# Your goal
When the line containing "View::Cart, View::Orders, View::Assistant]" is found in the data below, copy it and each line after it through the line containing "Outcome::Render(View::Admin)", exactly and with no others.

# Entries provided
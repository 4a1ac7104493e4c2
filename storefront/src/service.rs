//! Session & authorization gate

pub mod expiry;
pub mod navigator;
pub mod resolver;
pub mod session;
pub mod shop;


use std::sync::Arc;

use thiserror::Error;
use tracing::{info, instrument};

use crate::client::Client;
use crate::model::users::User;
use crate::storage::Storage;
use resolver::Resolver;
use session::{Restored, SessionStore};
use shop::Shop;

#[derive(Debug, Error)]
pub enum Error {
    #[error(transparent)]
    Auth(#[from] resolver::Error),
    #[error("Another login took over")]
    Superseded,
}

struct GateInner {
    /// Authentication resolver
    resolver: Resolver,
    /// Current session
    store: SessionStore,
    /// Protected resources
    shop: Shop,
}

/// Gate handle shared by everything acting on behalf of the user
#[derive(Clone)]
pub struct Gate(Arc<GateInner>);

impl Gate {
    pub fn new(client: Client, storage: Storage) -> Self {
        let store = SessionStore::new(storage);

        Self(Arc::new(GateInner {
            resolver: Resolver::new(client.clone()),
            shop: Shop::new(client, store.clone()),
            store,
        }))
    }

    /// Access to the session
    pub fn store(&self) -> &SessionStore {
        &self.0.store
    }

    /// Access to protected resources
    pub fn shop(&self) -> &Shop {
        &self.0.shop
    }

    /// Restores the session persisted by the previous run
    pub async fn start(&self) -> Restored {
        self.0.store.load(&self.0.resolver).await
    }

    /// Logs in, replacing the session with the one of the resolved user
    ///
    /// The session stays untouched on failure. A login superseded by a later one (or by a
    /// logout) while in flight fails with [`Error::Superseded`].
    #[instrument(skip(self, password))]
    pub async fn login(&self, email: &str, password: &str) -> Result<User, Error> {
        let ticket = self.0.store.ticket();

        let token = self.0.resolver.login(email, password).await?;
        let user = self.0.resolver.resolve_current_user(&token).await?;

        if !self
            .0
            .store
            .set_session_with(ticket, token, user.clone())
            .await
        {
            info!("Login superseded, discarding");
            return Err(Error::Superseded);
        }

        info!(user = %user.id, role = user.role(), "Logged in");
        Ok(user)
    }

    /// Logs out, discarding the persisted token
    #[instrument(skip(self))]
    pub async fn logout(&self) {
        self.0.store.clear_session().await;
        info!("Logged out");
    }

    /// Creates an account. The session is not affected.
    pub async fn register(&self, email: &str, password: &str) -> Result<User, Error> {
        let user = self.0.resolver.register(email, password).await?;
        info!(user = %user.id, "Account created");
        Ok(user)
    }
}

==

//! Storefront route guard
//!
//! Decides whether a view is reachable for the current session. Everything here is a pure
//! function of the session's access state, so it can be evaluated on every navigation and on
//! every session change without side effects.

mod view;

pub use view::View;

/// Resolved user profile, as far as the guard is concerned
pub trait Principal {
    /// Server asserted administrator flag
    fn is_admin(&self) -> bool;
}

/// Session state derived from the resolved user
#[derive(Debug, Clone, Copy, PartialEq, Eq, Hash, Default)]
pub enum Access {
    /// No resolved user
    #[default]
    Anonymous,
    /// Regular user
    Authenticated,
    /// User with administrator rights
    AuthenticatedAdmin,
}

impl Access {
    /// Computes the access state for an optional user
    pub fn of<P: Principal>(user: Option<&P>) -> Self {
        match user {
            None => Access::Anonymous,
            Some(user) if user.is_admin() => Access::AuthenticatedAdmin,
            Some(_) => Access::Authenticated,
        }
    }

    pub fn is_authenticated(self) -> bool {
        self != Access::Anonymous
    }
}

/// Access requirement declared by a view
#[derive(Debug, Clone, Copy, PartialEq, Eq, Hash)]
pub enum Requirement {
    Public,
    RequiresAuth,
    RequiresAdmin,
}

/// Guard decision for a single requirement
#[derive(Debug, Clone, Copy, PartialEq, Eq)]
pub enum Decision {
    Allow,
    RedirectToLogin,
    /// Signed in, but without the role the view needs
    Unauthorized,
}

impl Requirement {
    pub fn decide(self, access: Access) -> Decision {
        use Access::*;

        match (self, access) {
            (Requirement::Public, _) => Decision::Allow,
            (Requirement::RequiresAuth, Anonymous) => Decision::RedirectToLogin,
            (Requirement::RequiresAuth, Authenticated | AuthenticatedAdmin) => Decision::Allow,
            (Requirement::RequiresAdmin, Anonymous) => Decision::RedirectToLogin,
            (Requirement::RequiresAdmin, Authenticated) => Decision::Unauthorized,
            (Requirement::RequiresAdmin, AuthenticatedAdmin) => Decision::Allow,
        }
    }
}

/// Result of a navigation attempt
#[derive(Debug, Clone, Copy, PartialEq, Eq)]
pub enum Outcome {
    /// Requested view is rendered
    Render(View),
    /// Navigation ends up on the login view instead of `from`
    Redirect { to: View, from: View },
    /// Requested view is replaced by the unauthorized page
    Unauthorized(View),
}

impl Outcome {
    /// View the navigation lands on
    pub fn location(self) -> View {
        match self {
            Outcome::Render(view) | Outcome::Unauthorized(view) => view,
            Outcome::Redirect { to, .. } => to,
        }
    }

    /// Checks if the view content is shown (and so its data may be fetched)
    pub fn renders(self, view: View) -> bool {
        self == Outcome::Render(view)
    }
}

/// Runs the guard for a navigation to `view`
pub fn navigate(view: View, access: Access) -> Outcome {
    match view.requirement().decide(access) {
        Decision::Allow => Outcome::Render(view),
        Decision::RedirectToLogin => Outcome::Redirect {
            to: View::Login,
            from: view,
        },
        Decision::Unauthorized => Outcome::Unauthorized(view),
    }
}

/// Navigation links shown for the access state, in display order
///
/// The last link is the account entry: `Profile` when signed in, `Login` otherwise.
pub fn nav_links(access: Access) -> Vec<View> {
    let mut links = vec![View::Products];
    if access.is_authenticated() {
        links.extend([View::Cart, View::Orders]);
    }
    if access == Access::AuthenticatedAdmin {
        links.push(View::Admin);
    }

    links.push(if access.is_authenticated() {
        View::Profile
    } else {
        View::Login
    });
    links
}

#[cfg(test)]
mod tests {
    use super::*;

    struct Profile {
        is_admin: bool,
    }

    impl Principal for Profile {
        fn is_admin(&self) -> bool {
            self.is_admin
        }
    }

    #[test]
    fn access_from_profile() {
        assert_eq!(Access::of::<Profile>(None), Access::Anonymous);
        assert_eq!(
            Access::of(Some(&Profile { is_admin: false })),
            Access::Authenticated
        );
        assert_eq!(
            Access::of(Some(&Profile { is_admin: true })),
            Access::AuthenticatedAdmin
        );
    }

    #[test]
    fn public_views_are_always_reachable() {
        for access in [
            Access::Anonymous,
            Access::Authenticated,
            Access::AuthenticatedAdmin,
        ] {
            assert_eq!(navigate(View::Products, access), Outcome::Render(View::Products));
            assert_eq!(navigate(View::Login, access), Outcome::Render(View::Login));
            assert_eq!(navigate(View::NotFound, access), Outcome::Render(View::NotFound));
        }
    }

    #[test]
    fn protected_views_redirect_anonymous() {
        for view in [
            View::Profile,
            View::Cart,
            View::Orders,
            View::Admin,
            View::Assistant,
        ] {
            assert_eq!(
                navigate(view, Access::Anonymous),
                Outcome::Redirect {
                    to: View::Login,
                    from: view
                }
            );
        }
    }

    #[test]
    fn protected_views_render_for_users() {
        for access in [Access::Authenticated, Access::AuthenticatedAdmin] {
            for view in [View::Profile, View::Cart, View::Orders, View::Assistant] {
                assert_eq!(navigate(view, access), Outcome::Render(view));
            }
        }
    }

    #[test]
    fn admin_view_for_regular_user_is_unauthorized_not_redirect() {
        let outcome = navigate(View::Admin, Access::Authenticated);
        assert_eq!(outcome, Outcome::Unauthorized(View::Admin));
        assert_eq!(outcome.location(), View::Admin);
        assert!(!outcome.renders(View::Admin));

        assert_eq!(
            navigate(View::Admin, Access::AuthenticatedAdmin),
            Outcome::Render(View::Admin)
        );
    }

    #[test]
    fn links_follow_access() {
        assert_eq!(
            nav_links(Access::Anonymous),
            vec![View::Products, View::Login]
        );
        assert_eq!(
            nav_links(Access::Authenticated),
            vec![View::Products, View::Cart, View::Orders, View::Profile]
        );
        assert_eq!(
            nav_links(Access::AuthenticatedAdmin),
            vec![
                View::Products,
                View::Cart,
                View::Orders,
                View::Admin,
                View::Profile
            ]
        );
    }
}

# Completed task
            for view in [View::Profile, View::Cart, View::Orders, View::Assistant] {
                assert_eq!(navigate(view, access), Outcome::Render(view));
            }
        }
    }

    #[test]
    fn admin_view_for_regular_user_is_unauthorized_not_redirect() {
        let outcome = navigate(View::Admin, Access::Authenticated);
        assert_eq!(outcome, Outcome::Unauthorized(View::Admin));
        assert_eq!(outcome.location(), View::Admin);
        assert!(!outcome.renders(View::Admin));

        assert_eq!(
            navigate(View::Admin, Access::AuthenticatedAdmin),
            Outcome::Render(View::Admin)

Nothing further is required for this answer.